Michael Bailey michael.lee.bailey at gmail.com
Mon May 23 04:05:19 CDT 2011


a-and poor Otto trying to work in his quote about Praxiteles and
Cicero.  The kid is a laugh a minute, even if you sympathize with him,
and I do.

anyway, the admirable reader's guide triangulates the quotation,
apparently there was a story retailed by - ah, I'll just lift it:

http://www.williamgaddis.org/recognitions/I3anno3.shtml
In Paradoxa, a collection of philosophical thoughts called Socratic in
style by Cicero [106-43 B.C.], [...] Cicero has the courage to write
the following paragraph in defense of Carneades, who maintained that a
head of a Faun had been found in the raw marble of a quarry at Chios:

"One calls the thing imaginary, a freak of chance, just as if marble
could not contain the forms of all kinds of heads, even those of
Praxiteles. It is a fact that these heads are made by taking away the
superfluous marble, and in modelling them even a Praxiteles does not
add anything of his own, because when much marble has been taken away
one reaches the real form, and we see the accomplished work which was
there before. This is what may have happened in the quarry of Chios."

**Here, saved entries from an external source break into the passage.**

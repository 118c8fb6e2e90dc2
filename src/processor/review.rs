//! Shared review pipeline used by every channel processor once its own
//! allow/deny policy has let a message through: spin up an ephemeral
//! community, submit the content, and translate the consensus into a
//! `WebhookResponse`. Kept as one function because all six channels need
//! the exact same create→submit→threshold shape (§4.3); only the content
//! string and topic differ per channel.

use std::collections::HashMap;

use serde_json::json;

use crate::ai::CommunityClient;
use crate::config::ReviewPolicy;
use crate::model::{ThreatLevel, WebhookResponse};
use crate::processor::threshold::ThresholdTable;

/// Runs the community review pipeline and folds the result into a response.
/// `agreement < policy.required_consensus` doesn't fail the request — it
/// downgrades the verdict to "needs manual review" per the design note that
/// low agreement should route to a human rather than silently pass or block.
///
/// `thresholds` is the caller's severity table (§4.3 step 6) — the stricter
/// `ThresholdTable::TRUSTED` for a trusted identifier, `ThresholdTable::DEFAULT`
/// otherwise. A review with no consensus (the client never populated one)
/// yields `ThreatLevel::Unknown` rather than treating a missing score as zero.
pub async fn review_and_respond(
    client: &dyn CommunityClient,
    topic: &str,
    policy: &ReviewPolicy,
    thresholds: &ThresholdTable,
    request_id: &str,
    content: &str,
) -> WebhookResponse {
    let community = match client.create_community(topic, policy.persona_count).await {
        Ok(c) => c,
        Err(e) => {
            return WebhookResponse::err(request_id, format!("community creation failed: {e}"));
        }
    };

    let review = match client.submit_for_review(&community.id, content).await {
        Ok(r) => r,
        Err(e) => {
            return WebhookResponse::err(request_id, format!("community review failed: {e}"));
        }
    };

    let threat_level = match &review.consensus {
        Some(consensus) => thresholds.derive(consensus.overall_score),
        None => ThreatLevel::Unknown,
    };
    let consensus = review.consensus.clone().unwrap_or_default();
    let needs_manual_review = consensus.agreement < policy.required_consensus;

    let mut data = HashMap::new();
    data.insert("review_id".to_string(), json!(review.review_id));
    data.insert("threat_level".to_string(), json!(threat_level.to_string()));
    data.insert("overall_score".to_string(), json!(consensus.overall_score));
    data.insert("agreement".to_string(), json!(consensus.agreement));
    data.insert("confidence_level".to_string(), json!(consensus.confidence_level));
    data.insert("recommendation".to_string(), json!(consensus.recommendation));
    data.insert("needs_manual_review".to_string(), json!(needs_manual_review));

    let message = if needs_manual_review {
        format!("reviewed with low reviewer agreement ({:.2}); flagged for manual review", consensus.agreement)
    } else {
        "reviewed by community".to_string()
    };

    WebhookResponse::ok(request_id, message).with_data(data)
}

#[cfg(test)]
mod tests {
    use super::*;
    use crate::ai::stub::StubCommunityClient;

    fn policy() -> ReviewPolicy {
        ReviewPolicy {
            persona_count: 2,
            review_timeout_ms: 5_000,
            required_consensus: 0.6,
        }
    }

    #[tokio::test]
    async fn benign_content_is_not_flagged() {
        let client = StubCommunityClient::new();
        let resp =
            review_and_respond(&client, "general_discussion", &policy(), &ThresholdTable::DEFAULT, "req_1", "Nice work on the release.")
                .await;
        assert!(resp.success);
        let data = resp.data.unwrap();
        assert_eq!(data.get("needs_manual_review").unwrap(), &json!(false));
        assert!(data.contains_key("threat_level"));
    }

    #[tokio::test]
    async fn low_agreement_is_flagged_for_manual_review() {
        let client = StubCommunityClient::new();
        let mut strict_policy = policy();
        strict_policy.required_consensus = 1.0;
        let resp = review_and_respond(
            &client,
            "general_discussion",
            &strict_policy,
            &ThresholdTable::DEFAULT,
            "req_2",
            "Some ambiguous message",
        )
        .await;
        assert!(resp.success);
        let data = resp.data.unwrap();
        assert_eq!(data.get("needs_manual_review").unwrap(), &json!(true));
    }

    #[tokio::test]
    async fn threat_level_reflects_the_chosen_table_at_a_known_score() {
        // Four red-flag hits against the stub's scoring heuristic lands
        // overall_score at 0.40 exactly: Low under the default table (low
        // bound 0.4), Minimal under the trusted table (low bound 0.5).
        let client = StubCommunityClient::new();
        let content = "urgent wire transfer, password reset, malware warning";
        let default_resp = review_and_respond(&client, "general_discussion", &policy(), &ThresholdTable::DEFAULT, "req_3", content).await;
        let trusted_resp = review_and_respond(&client, "general_discussion", &policy(), &ThresholdTable::TRUSTED, "req_4", content).await;

        let default_data = default_resp.data.unwrap();
        let trusted_data = trusted_resp.data.unwrap();
        let score = default_data.get("overall_score").unwrap().as_f64().unwrap();
        assert!((score - 0.40).abs() < 1e-9);
        assert_eq!(default_data.get("threat_level").unwrap(), &json!("low"));
        assert_eq!(trusted_data.get("threat_level").unwrap(), &json!("minimal"));
    }
}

Nobili ridicules such an attitude, but Wyatt approves and adds
Cicero's questionable aesthetics to his own concept of "recognition."
------------------------------------

so this is Otto hearkening back at the party to the notion and
believing it as useful as Uccello's solids as a topic.  It's as hard -
impossible - for him to get a break in the conversation to squeeze
that in, as it was earlier to get the admiration he'd imagined for his
brown skin.

anyway, how about that notion: within the marble is the actual
sculpture and the sculptor just removes everything superfluous.

Now, empirical evidence suggests that marble is (barring consideration
of texture, grain, internal patterns (marbling?) and so forth)
actually pretty fungible - if it's anything like wood, most people
know from experience that you can whittle the same piece down through
a series of intermediate forms until you have a pile of shavings, and
it's easy to imagine that then with some glue you could form that into
a variety of different things.

So suggesting that "art" is finding something unique in the raw
material, well, this is a pretty romantic notion, in common parlance,
or maybe fanciful is a better term.

And yet, it does have a certain appeal.

Personally, I tend to credit a heavy involvement on the part of the
"eye of the beholder", but, by George and by Jeffrey G, where did the
gleam in that eye come from, eh, tell me that?  Maybe it sparked over
on the ether of innate fitness from the form within the raw material?